● **Dataset entries**:
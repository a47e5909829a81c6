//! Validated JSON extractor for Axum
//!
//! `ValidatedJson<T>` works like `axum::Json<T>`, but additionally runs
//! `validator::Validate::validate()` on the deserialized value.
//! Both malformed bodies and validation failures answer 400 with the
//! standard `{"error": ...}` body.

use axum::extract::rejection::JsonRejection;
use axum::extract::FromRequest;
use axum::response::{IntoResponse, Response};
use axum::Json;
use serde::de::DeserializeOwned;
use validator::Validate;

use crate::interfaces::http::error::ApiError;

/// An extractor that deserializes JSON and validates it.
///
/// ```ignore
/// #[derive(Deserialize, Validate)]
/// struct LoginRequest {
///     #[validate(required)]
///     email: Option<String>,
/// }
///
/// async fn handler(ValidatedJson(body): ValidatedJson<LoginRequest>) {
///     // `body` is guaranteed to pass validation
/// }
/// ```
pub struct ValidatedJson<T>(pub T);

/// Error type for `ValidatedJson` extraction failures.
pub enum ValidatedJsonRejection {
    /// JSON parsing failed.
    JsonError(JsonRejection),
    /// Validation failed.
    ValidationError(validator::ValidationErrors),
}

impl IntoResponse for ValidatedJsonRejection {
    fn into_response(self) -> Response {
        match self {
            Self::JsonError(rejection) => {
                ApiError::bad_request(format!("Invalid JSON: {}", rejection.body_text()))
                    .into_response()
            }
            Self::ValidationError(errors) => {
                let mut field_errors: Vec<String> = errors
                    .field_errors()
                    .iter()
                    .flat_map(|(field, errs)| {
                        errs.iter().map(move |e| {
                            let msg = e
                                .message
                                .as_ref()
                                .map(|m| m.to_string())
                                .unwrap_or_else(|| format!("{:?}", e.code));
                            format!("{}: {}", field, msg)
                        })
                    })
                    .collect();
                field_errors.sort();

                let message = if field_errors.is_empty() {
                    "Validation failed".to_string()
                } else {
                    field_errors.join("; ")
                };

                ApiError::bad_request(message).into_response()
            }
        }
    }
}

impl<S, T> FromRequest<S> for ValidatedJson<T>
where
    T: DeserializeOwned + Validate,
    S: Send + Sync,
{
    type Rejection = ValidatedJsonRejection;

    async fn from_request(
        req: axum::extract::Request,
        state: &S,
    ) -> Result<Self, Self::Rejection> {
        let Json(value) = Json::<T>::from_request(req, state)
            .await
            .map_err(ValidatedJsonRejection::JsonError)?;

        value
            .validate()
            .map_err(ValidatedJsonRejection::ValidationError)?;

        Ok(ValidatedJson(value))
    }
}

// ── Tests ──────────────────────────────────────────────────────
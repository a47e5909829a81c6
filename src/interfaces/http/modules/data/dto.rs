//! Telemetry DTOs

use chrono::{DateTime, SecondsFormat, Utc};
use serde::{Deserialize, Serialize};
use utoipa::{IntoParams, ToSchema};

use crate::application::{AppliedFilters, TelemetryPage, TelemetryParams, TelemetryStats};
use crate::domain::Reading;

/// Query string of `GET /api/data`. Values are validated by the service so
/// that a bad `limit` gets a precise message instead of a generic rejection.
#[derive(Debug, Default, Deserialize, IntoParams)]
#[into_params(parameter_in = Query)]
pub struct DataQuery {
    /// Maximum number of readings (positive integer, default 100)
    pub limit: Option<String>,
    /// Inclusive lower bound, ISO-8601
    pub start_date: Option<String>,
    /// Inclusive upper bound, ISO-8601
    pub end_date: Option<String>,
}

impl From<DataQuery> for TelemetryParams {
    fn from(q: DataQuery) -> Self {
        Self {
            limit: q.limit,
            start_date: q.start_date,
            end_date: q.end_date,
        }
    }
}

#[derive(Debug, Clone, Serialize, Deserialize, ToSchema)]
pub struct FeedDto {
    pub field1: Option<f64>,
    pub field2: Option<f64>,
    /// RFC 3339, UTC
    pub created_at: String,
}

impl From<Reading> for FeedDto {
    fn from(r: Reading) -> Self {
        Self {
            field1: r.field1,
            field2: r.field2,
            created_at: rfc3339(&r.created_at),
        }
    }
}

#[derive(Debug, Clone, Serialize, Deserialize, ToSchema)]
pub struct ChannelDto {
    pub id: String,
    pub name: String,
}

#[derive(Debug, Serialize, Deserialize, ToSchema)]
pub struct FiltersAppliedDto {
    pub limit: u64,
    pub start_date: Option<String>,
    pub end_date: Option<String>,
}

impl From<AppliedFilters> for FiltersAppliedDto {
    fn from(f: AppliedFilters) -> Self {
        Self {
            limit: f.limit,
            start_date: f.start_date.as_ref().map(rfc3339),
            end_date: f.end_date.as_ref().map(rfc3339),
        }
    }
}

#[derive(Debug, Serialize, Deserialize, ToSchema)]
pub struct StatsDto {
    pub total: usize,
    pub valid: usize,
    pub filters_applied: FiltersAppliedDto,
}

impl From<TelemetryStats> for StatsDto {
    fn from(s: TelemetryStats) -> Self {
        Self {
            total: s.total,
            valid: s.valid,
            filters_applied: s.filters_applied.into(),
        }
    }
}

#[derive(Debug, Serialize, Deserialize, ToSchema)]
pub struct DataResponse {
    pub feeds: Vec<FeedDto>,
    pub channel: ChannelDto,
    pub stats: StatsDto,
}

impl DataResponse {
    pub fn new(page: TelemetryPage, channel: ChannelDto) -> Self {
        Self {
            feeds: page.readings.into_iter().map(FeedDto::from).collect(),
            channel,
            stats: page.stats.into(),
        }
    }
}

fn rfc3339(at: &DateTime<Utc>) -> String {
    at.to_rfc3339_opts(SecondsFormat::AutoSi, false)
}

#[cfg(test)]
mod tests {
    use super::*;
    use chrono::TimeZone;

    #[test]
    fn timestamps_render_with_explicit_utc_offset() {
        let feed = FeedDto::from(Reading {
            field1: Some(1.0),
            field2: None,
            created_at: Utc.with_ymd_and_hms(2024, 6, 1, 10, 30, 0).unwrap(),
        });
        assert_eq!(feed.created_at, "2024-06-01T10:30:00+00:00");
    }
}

● **Your objective**: What lines of the preceding data include the string "DataQuery"? Pull them out.

● **Result of this task**:
pub struct DataQuery {
impl From<DataQuery> for TelemetryParams {
    fn from(q: DataQuery) -> Self {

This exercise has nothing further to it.